Poul Anderson, Is There Life On Other Worlds? (New York, 1968), Chapter 9, pp. 166-169.
It seems that there was already some evidence for extra-solar planets when this book was first published in 1963.
A Fold In Space
An insect can step directly from one corner of a large sheet of paper to the opposite corner if someone folds the sheet. However, an insect is a three-dimensional organism walking on a two-dimensional surface whereas a spaceship is comparable to a two-dimensional picture that is part of the sheet. Such a picture cannot step from corner to corner.
Quantum Hyperspace
"It may be possible to make a very large number of small quantum jumps per second." (p. 166)

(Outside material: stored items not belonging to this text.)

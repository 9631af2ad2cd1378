use std::collections::HashMap;

use buddy_model::{MediaNode, NodeId, RuleLimits};

/// Apply the caps in order: per show, running runtime, item count.
///
/// The runtime cap is a ceiling over the sequence as ordered. The first
/// episode that would push the total past it ends the output, even when a
/// later, shorter one would still fit. Unknown runtimes count as zero.
pub(crate) fn apply<'a, F>(
    mut episodes: Vec<&'a MediaNode>,
    limits: &RuleLimits,
    show_of: F,
) -> Vec<&'a MediaNode>
where
    F: Fn(&MediaNode) -> Option<NodeId>,
{
    if let Some(cap) = limits.per_show_cap {
        let mut taken: HashMap<Option<NodeId>, usize> = HashMap::new();
        episodes.retain(|episode| {
            let count = taken.entry(show_of(*episode)).or_default();
            *count += 1;
            *count <= cap
        });
    }

    if let Some(cap) = limits.runtime_cap_ms {
        let mut total: u64 = 0;
        let fits = episodes
            .iter()
            .take_while(|episode| {
                total = total.saturating_add(episode.runtime_ms.unwrap_or(0));
                total <= cap
            })
            .count();
        episodes.truncate(fits);
    }

    if let Some(max) = limits.max_items {
        episodes.truncate(max);
    }
    episodes
}

/// Sum of known runtimes.
pub(crate) fn total_runtime_ms(episodes: &[&MediaNode]) -> u64 {
    episodes
        .iter()
        .map(|episode| episode.runtime_ms.unwrap_or(0))
        .fold(0u64, u64::saturating_add)
}
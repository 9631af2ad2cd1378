//! Smart playlist refresh: fresh snapshot, watch state, resolve, sync.
//!
//! The stages commit one after another with no transaction across them.
//! A refresh is bounded by the resolve timeout and can be cancelled through
//! its token; neither affects refreshes of other playlists.

use std::fmt;
use std::sync::Arc;

use buddy_contracts::{CatalogProvider, PlaylistServer, WatchStateProvider};
use buddy_model::{LibraryId, ModelError, Playlist, SmartRule};
use chrono::{DateTime, Utc};
use tokio_util::sync::CancellationToken;
use tracing::{info, instrument};

use super::{PlaylistRef, PlaylistSynchronizer, SyncOutcome};
use crate::catalog::CatalogLoader;
use crate::config::ResolverSettings;
use crate::error::{CoreError, Result};
use crate::resolver::{self, Resolution, WatchSnapshot};

/// Result of one smart refresh.
#[derive(Debug, Clone, PartialEq, Eq)]
pub struct SmartRefresh {
    pub resolution: Resolution,
    pub sync: SyncOutcome,
}

pub struct SmartPlaylistRunner<C: ?Sized, W: ?Sized, S: ?Sized> {
    catalog: Arc<CatalogLoader<C>>,
    watch: Arc<W>,
    synchronizer: Arc<PlaylistSynchronizer<S>>,
    settings: ResolverSettings,
}

impl<C: ?Sized, W: ?Sized, S: ?Sized> fmt::Debug
    for SmartPlaylistRunner<C, W, S>
{
    fn fmt(&self, f: &mut fmt::Formatter<'_>) -> fmt::Result {
        f.debug_struct("SmartPlaylistRunner")
            .field("settings", &self.settings)
            .finish()
    }
}

impl<C, W, S> SmartPlaylistRunner<C, W, S>
where
    C: CatalogProvider + ?Sized,
    W: WatchStateProvider + ?Sized,
    S: PlaylistServer + ?Sized,
{
    pub fn new(
        catalog: Arc<CatalogLoader<C>>,
        watch: Arc<W>,
        synchronizer: Arc<PlaylistSynchronizer<S>>,
        settings: ResolverSettings,
    ) -> Self {
        Self {
            catalog,
            watch,
            synchronizer,
            settings,
        }
    }

    /// Re-resolve `playlist` from a fresh catalog and push the result.
    ///
    /// The playlist's items are replaced as soon as resolution succeeds,
    /// before the remote write, and its id is filled in once the sync
    /// lands.
    #[instrument(skip_all, fields(playlist = %playlist.name))]
    pub async fn refresh(
        &self,
        playlist: &mut Playlist,
        cancel: &CancellationToken,
        now: DateTime<Utc>,
    ) -> Result<SmartRefresh> {
        let rule = playlist
            .smart_rule
            .clone()
            .filter(|_| playlist.is_smart())
            .ok_or_else(|| ModelError::MissingRule(playlist.name.clone()))?;

        let resolution =
            self.resolve_bounded(&playlist.name, &rule, cancel).await?;
        playlist.apply_resolution(resolution.episodes.clone(), now);

        let target = PlaylistRef {
            name: playlist.name.clone(),
            id: playlist.id.clone(),
        };
        let sync = self
            .synchronizer
            .sync_with(&target, &resolution.episodes, Some(cancel))
            .await?;
        playlist.id = Some(sync.playlist_id.clone());

        info!(
            items = resolution.len(),
            runtime_ms = resolution.total_runtime_ms,
            action = ?sync.action,
            "smart playlist refreshed"
        );
        Ok(SmartRefresh { resolution, sync })
    }

    /// [`Self::refresh`] when the rule's cadence says the playlist is due.
    /// A playlist that was never synced counts as never refreshed.
    pub async fn refresh_if_due(
        &self,
        playlist: &mut Playlist,
        cancel: &CancellationToken,
        now: DateTime<Utc>,
    ) -> Result<Option<SmartRefresh>> {
        let last_refreshed = playlist.id.as_ref().map(|_| playlist.updated_at);
        let due = playlist
            .smart_rule
            .as_ref()
            .is_some_and(|rule| rule.refresh.is_due(last_refreshed, now));
        if !due {
            return Ok(None);
        }
        self.refresh(playlist, cancel, now).await.map(Some)
    }

    /// Resolve without syncing, e.g. to preview a rule being edited.
    pub async fn preview(
        &self,
        name: &str,
        rule: &SmartRule,
        cancel: &CancellationToken,
    ) -> Result<Resolution> {
        self.resolve_bounded(name, rule, cancel).await
    }

    async fn resolve_bounded(
        &self,
        name: &str,
        rule: &SmartRule,
        cancel: &CancellationToken,
    ) -> Result<Resolution> {
        let work = tokio::time::timeout(
            self.settings.resolve_timeout(),
            self.resolve_fresh(rule, cancel),
        );
        tokio::select! {
            biased;
            _ = cancel.cancelled() => Err(CoreError::Cancelled {
                target: name.to_string(),
            }),
            result = work => result.unwrap_or_else(|_| {
                Err(CoreError::Timeout {
                    operation: "smart refresh",
                    target: name.to_string(),
                })
            }),
        }
    }

    async fn resolve_fresh(
        &self,
        rule: &SmartRule,
        cancel: &CancellationToken,
    ) -> Result<Resolution> {
        // Explicit shows, seasons and collection members may live outside
        // the listed libraries, so those rules walk the whole catalog.
        let scope = &rule.scope;
        let libraries: &[LibraryId] =
            if scope.has_explicit_nodes() || !scope.collections.is_empty() {
                &[]
            } else {
                &scope.libraries
            };
        let snapshot =
            self.catalog.load_library_snapshot(libraries, cancel).await?;

        let watch = match rule.user_id {
            Some(user) => {
                let candidates = resolver::candidate_episodes(&snapshot, rule)?;
                WatchSnapshot::collect(
                    self.watch.as_ref(),
                    user,
                    &candidates,
                    self.catalog.settings().concurrency(),
                )
                .await?
            }
            None => WatchSnapshot::new(),
        };

        resolver::resolve(&snapshot, &watch, rule)
    }
}
use buddy_model::{MediaKind, MediaNode, NodeId, RuleScope};

use crate::catalog::CatalogSnapshot;
use crate::error::{CoreError, Result, ScopeKind};

/// Candidate episodes for `scope`, possibly with repeats when scopes
/// overlap. Every referenced id is checked before anything is collected.
///
/// Libraries only contribute when no show or season is named explicitly.
pub(crate) fn expand<'a>(
    snapshot: &'a CatalogSnapshot,
    scope: &RuleScope,
    include_specials: bool,
) -> Result<Vec<&'a MediaNode>> {
    validate(snapshot, scope)?;

    let mut candidates = Vec::new();
    for id in scope.shows.iter().chain(&scope.seasons) {
        candidates.extend(snapshot.episodes_under(id));
    }
    for id in &scope.collections {
        if let Some(collection) = snapshot.collection(id) {
            for member in &collection.members {
                candidates.extend(snapshot.episodes_under(member));
            }
        }
    }
    if !scope.has_explicit_nodes() {
        for library in &scope.libraries {
            for show in snapshot.shows_in(library) {
                candidates.extend(snapshot.episodes_under(show));
            }
        }
    }

    if !include_specials {
        candidates.retain(|node| !node.is_special());
    }
    Ok(candidates)
}

fn validate(snapshot: &CatalogSnapshot, scope: &RuleScope) -> Result<()> {
    if let Some(missing) =
        scope.libraries.iter().find(|id| !snapshot.has_library(id))
    {
        return Err(not_found(ScopeKind::Library, missing));
    }
    if let Some(missing) = scope
        .shows
        .iter()
        .find(|id| !is_kind(snapshot, id, MediaKind::Show))
    {
        return Err(not_found(ScopeKind::Show, missing));
    }
    if let Some(missing) = scope
        .seasons
        .iter()
        .find(|id| !is_kind(snapshot, id, MediaKind::Season))
    {
        return Err(not_found(ScopeKind::Season, missing));
    }
    if let Some(missing) = scope
        .collections
        .iter()
        .find(|id| snapshot.collection(id).is_none())
    {
        return Err(not_found(ScopeKind::Collection, missing));
    }
    Ok(())
}

fn is_kind(snapshot: &CatalogSnapshot, id: &NodeId, kind: MediaKind) -> bool {
    snapshot.get(id).is_some_and(|node| node.kind == kind)
}

fn not_found(scope: ScopeKind, id: impl ToString) -> CoreError {
    CoreError::ScopeNotFound {
        scope,
        id: id.to_string(),
    }
}
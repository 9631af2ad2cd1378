use std::hash::{Hash, Hasher};

use chrono::{DateTime, Utc};

use crate::ids::NodeId;
use crate::media::MediaKind;

/// Tri-state checkbox value for a catalog node.
#[derive(Debug, Clone, Copy, PartialEq, Eq, Hash, Default)]
#[cfg_attr(feature = "serde", derive(serde::Serialize, serde::Deserialize))]
#[cfg_attr(feature = "serde", serde(rename_all = "snake_case"))]
pub enum CheckState {
    #[default]
    Unchecked,
    PartiallyChecked,
    Checked,
}

impl CheckState {
    /// Aggregate the states of a node's direct children.
    ///
    /// Returns `None` for an empty child list: a node without children has
    /// nothing to derive its state from and keeps whatever it has.
    pub fn aggregate<I>(children: I) -> Option<CheckState>
    where
        I: IntoIterator<Item = CheckState>,
    {
        let mut any = false;
        let mut all_checked = true;
        let mut all_unchecked = true;
        for state in children {
            any = true;
            all_checked &= state == CheckState::Checked;
            all_unchecked &= state == CheckState::Unchecked;
            if !all_checked && !all_unchecked {
                return Some(CheckState::PartiallyChecked);
            }
        }
        if !any {
            None
        } else if all_checked {
            Some(CheckState::Checked)
        } else if all_unchecked {
            Some(CheckState::Unchecked)
        } else {
            Some(CheckState::PartiallyChecked)
        }
    }

    pub fn is_selected(self) -> bool {
        self != CheckState::Unchecked
    }
}

/// How an item entered a manual playlist.
#[derive(Debug, Clone, Copy, PartialEq, Eq, Hash)]
#[cfg_attr(feature = "serde", derive(serde::Serialize, serde::Deserialize))]
#[cfg_attr(feature = "serde", serde(rename_all = "lowercase"))]
pub enum SelectionSource {
    Manual,
    Template,
    Rule,
}

/// Audit entry for a manually selected node.
///
/// Identity is the node id alone: two selections of the same node are the
/// same entry whatever their source or timestamp.
#[derive(Debug, Clone)]
#[cfg_attr(feature = "serde", derive(serde::Serialize, serde::Deserialize))]
pub struct Selection {
    pub node_id: NodeId,
    pub kind: MediaKind,
    pub source: SelectionSource,
    pub added_at: DateTime<Utc>,
}

impl Selection {
    pub fn new(
        node_id: impl Into<NodeId>,
        kind: MediaKind,
        source: SelectionSource,
        added_at: DateTime<Utc>,
    ) -> Self {
        Self {
            node_id: node_id.into(),
            kind,
            source,
            added_at,
        }
    }
}

impl PartialEq for Selection {
    fn eq(&self, other: &Self) -> bool {
        self.node_id == other.node_id
    }
}

impl Eq for Selection {}

impl Hash for Selection {
    fn hash<H: Hasher>(&self, state: &mut H) {
        self.node_id.hash(state);
    }
}

#[cfg(test)]
mod tests {
    use super::*;
    use std::collections::HashSet;
    use CheckState::*;

    #[test]
    fn aggregate_follows_children() {
        assert_eq!(CheckState::aggregate([Checked, Checked]), Some(Checked));
        assert_eq!(
            CheckState::aggregate([Unchecked, Unchecked]),
            Some(Unchecked)
        );
        assert_eq!(
            CheckState::aggregate([Checked, Unchecked]),
            Some(PartiallyChecked)
        );
        assert_eq!(
            CheckState::aggregate([PartiallyChecked]),
            Some(PartiallyChecked)
        );
        assert_eq!(CheckState::aggregate([]), None);
    }

    #[test]
    fn selections_hash_by_node_id() {
        let now = Utc::now();
        let mut set = HashSet::new();
        assert!(set.insert(Selection::new(
            "ep-1",
            MediaKind::Episode,
            SelectionSource::Manual,
            now,
        )));
        assert!(!set.insert(Selection::new(
            "ep-1",
            MediaKind::Episode,
            SelectionSource::Rule,
            now + chrono::Duration::seconds(5),
        )));
        assert_eq!(set.len(), 1);
    }
}
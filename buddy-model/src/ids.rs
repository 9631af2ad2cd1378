//! Strongly typed identifiers.
//!
//! Catalog servers hand out opaque string keys (Plex rating keys, section
//! keys, playlist keys) that stay stable across refreshes, so every id here
//! wraps the server's string rather than minting local ids.

use crate::error::ModelError;

macro_rules! string_id {
    ($(#[$meta:meta])* $name:ident, $label:literal) => {
        $(#[$meta])*
        #[derive(Debug, Clone, PartialEq, Eq, PartialOrd, Ord, Hash)]
        #[cfg_attr(feature = "serde", derive(serde::Serialize, serde::Deserialize))]
        #[cfg_attr(feature = "serde", serde(transparent))]
        pub struct $name(pub String);

        impl $name {
            /// Validate a raw key received from a collaborator.
            pub fn parse(raw: impl Into<String>) -> Result<Self, ModelError> {
                let raw = raw.into();
                if raw.trim().is_empty() {
                    return Err(ModelError::EmptyId($label));
                }
                Ok($name(raw))
            }

            pub fn as_str(&self) -> &str {
                &self.0
            }
        }

        impl AsRef<str> for $name {
            fn as_ref(&self) -> &str {
                &self.0
            }
        }

        impl From<&str> for $name {
            fn from(value: &str) -> Self {
                $name(value.to_string())
            }
        }

        impl From<String> for $name {
            fn from(value: String) -> Self {
                $name(value)
            }
        }

        impl std::fmt::Display for $name {
            fn fmt(&self, f: &mut std::fmt::Formatter<'_>) -> std::fmt::Result {
                write!(f, "{}", self.0)
            }
        }
    };
}

string_id!(
    /// Identity of a show, season or episode in the remote catalog.
    NodeId,
    "node"
);
string_id!(
    /// Identity of a library section on the remote server.
    LibraryId,
    "library"
);
string_id!(
    /// Identity of a curated collection of shows or seasons.
    CollectionId,
    "collection"
);
string_id!(
    /// Identity of a playlist on the remote server.
    PlaylistId,
    "playlist"
);

/// Numeric account id used by the watch-history provider.
#[derive(Debug, Clone, Copy, PartialEq, Eq, PartialOrd, Ord, Hash)]
#[cfg_attr(feature = "serde", derive(serde::Serialize, serde::Deserialize))]
#[cfg_attr(feature = "serde", serde(transparent))]
pub struct UserId(pub u64);

impl std::fmt::Display for UserId {
    fn fmt(&self, f: &mut std::fmt::Formatter<'_>) -> std::fmt::Result {
        write!(f, "{}", self.0)
    }
}
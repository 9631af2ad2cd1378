//! Catalog tree: the in-memory snapshot and the lazy loader that fills it.

mod loader;
mod snapshot;

pub use loader::{CatalogLoader, LoadTarget, SubtreeLoad};
pub use snapshot::{CatalogSnapshot, SnapshotError};
use std::fmt;

use buddy_contracts::ProviderError;
use buddy_model::NodeId;
use thiserror::Error;

use crate::catalog::SnapshotError;

/// Kind of scope reference a rule can make.
#[derive(Debug, Clone, Copy, PartialEq, Eq)]
pub enum ScopeKind {
    Library,
    Show,
    Season,
    Collection,
}

impl fmt::Display for ScopeKind {
    fn fmt(&self, f: &mut fmt::Formatter<'_>) -> fmt::Result {
        f.write_str(match self {
            ScopeKind::Library => "library",
            ScopeKind::Show => "show",
            ScopeKind::Season => "season",
            ScopeKind::Collection => "collection",
        })
    }
}

#[derive(Error, Debug)]
pub enum CoreError {
    /// The rule names a scope id the catalog snapshot does not contain.
    #[error("{scope} '{id}' is not in the catalog")]
    ScopeNotFound { scope: ScopeKind, id: String },

    #[error("{operation} failed for '{target}': {source}")]
    ProviderUnavailable {
        operation: &'static str,
        target: String,
        #[source]
        source: ProviderError,
    },

    /// The remote playlist was left between its old and desired contents.
    /// `confirmed` is what the server reported afterwards.
    #[error(
        "playlist '{playlist}' only partially synced ({} items confirmed): {source}",
        .confirmed.len()
    )]
    SyncPartialFailure {
        playlist: String,
        confirmed: Vec<NodeId>,
        #[source]
        source: ProviderError,
    },

    #[error("request for '{target}' was superseded by a newer one")]
    Superseded { target: String },

    #[error("request for '{target}' was cancelled")]
    Cancelled { target: String },

    #[error("{operation} for '{target}' timed out")]
    Timeout {
        operation: &'static str,
        target: String,
    },

    #[error("catalog refresh rejected: {0}")]
    InvalidCatalog(#[from] SnapshotError),

    #[error("invalid playlist operation: {0}")]
    InvalidPlaylistEdit(#[from] buddy_model::ModelError),
}

impl CoreError {
    pub fn provider(
        operation: &'static str,
        target: impl fmt::Display,
        source: ProviderError,
    ) -> Self {
        CoreError::ProviderUnavailable {
            operation,
            target: target.to_string(),
            source,
        }
    }

    /// Whether re-issuing the same call may succeed.
    pub fn is_retryable(&self) -> bool {
        matches!(
            self,
            CoreError::ProviderUnavailable { .. }
                | CoreError::SyncPartialFailure { .. }
                | CoreError::Timeout { .. }
        )
    }
}

pub type Result<T> = std::result::Result<T, CoreError>;
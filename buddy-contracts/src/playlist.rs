use async_trait::async_trait;
use buddy_model::{NodeId, PlaylistId};

use crate::error::ProviderResult;

/// Playlist as it exists on the remote server.
#[derive(Debug, Clone, PartialEq, Eq)]
pub struct RemotePlaylist {
    pub id: PlaylistId,
    pub name: String,
}

/// Remote playlist storage.
#[async_trait]
pub trait PlaylistServer: Send + Sync {
    async fn find_playlist(
        &self,
        name: &str,
    ) -> ProviderResult<Option<RemotePlaylist>>;

    async fn create_playlist(
        &self,
        name: &str,
        items: &[NodeId],
    ) -> ProviderResult<RemotePlaylist>;

    async fn playlist_items(
        &self,
        playlist_id: &PlaylistId,
    ) -> ProviderResult<Vec<NodeId>>;

    /// Remove every current item, then add `items` in order. Not atomic: a
    /// failure can leave the playlist partially written.
    async fn replace_items(
        &self,
        playlist_id: &PlaylistId,
        items: &[NodeId],
    ) -> ProviderResult<()>;
}
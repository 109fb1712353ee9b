use anyhow::{bail, Result};
use clap::{Parser, Subcommand};
use tracing_subscriber::EnvFilter;

use tradinta::config::Config;
use tradinta::jobs::{recompute_manufacturer_ratings, verify_ledger};
use tradinta::models::CreateShortlinkRequest;
use tradinta::redirect::links::create_shortlink;
use tradinta::storage::{self, Storage};

#[derive(Parser)]
#[command(name = "tradinta-admin")]
#[command(about = "Tradinta operator CLI", long_about = None)]
struct Cli {
    #[command(subcommand)]
    command: Commands,
}

#[derive(Subcommand)]
enum Commands {
    /// Recompute every ledger event hash and report mismatches
    VerifyLedger {
        /// Only check this user's events
        #[arg(long)]
        user: Option<String>,
    },
    /// Recompute manufacturer ratings from their products
    RecomputeRatings,
    /// Create a shortlink
    CreateShortlink {
        /// Absolute http(s) URL or site-relative path
        destination: String,
        #[arg(long)]
        partner: Option<String>,
        #[arg(long)]
        campaign: Option<String>,
        /// Use this code instead of a generated one
        #[arg(long)]
        code: Option<String>,
    },
    /// Read a runtime setting
    GetSetting { key: String },
    /// Write a runtime setting
    SetSetting { key: String, value: String },
}

#[tokio::main]
async fn main() -> Result<()> {
    tracing_subscriber::fmt()
        .with_env_filter(EnvFilter::try_from_default_env().unwrap_or_else(|_| EnvFilter::new("warn")))
        .init();

    let cli = Cli::parse();
    let config = Config::from_env()?;
    if config.service_account.is_none() {
        bail!("SERVICE_ACCOUNT_KEY is missing or unusable");
    }

    let storage = storage::open(&config).await;

    match cli.command {
        Commands::VerifyLedger { user } => {
            let audit = verify_ledger(storage.as_ref(), user.as_deref()).await?;
            println!("Checked {} ledger events", audit.checked);
            if audit.is_clean() {
                println!("✓ All event hashes match");
            } else {
                for event_id in &audit.tampered {
                    println!("⚠ Hash mismatch: {}", event_id);
                }
                for event_id in &audit.unreadable {
                    println!("⚠ Unreadable metadata: {}", event_id);
                }
                bail!(
                    "{} tampered and {} unreadable events",
                    audit.tampered.len(),
                    audit.unreadable.len()
                );
            }
        }
        Commands::RecomputeRatings => {
            let report = recompute_manufacturer_ratings(storage.as_ref()).await?;
            println!(
                "✓ Recomputed {} manufacturers ({} updated)",
                report.manufacturers, report.updated
            );
        }
        Commands::CreateShortlink {
            destination,
            partner,
            campaign,
            code,
        } => {
            let request = CreateShortlinkRequest {
                destination_url: destination,
                partner_id: partner,
                campaign,
                custom_code: code,
            };
            let created = create_shortlink(storage.as_ref(), request).await?;
            println!("✓ Created shortlink /l/{}", created.id);
        }
        Commands::GetSetting { key } => match storage.get_setting(&key).await? {
            Some(value) => println!("{} = {}", key, value),
            None => println!("{} is not set", key),
        },
        Commands::SetSetting { key, value } => {
            storage.put_setting(&key, &value).await?;
            println!("✓ Set {} = {}", key, value);
        }
    }

    Ok(())
}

As in Anderson's Technic History.
Civilization Clusters
Several civilizations in each cluster interact but many do not. Inter-cluster contact is tenuous. Explorers, missionaries etc make occasional long trips. This scenario, in Anderson's After Doomsday, is plausible and should have been the basis of an entire series.
3 comments:
Kaor, Paul!
I assume the lady with Anderson in the illustration you chose is his wife Karen Anderson.
And of course there are contemporary, real world speculations about possible FTL drives such as that proposed by Alcubierre.
Alas, however possible some of these FTL drives might be in theory, the biggest hurdle would be making any of them an engineering, nuts and bolts REALITY. However much I hope that happens, I don't expect it to be achieved soon.
Now that you mentioned it, I'm rather sorry Anderson never wrote any sequels to AFTER DOOMSDAY. We can think of many questions, such as was any effort made by the human survivors at again making Earth habitable? And what happened to those survivors in general, etc.?
Anderson liked mysteries and wrote several of them himself, both short stories and novels. AFTER DOOMSDAY is a a good example of a science fictional mystery.
Ad astra! Sean
Sean,
I think that that is someone presenting an award.
Paul.
Kaor, Paul!
I would need to find a picture of Mrs. Anderson to be sure. I've seen some, but no where as often as those of her husband.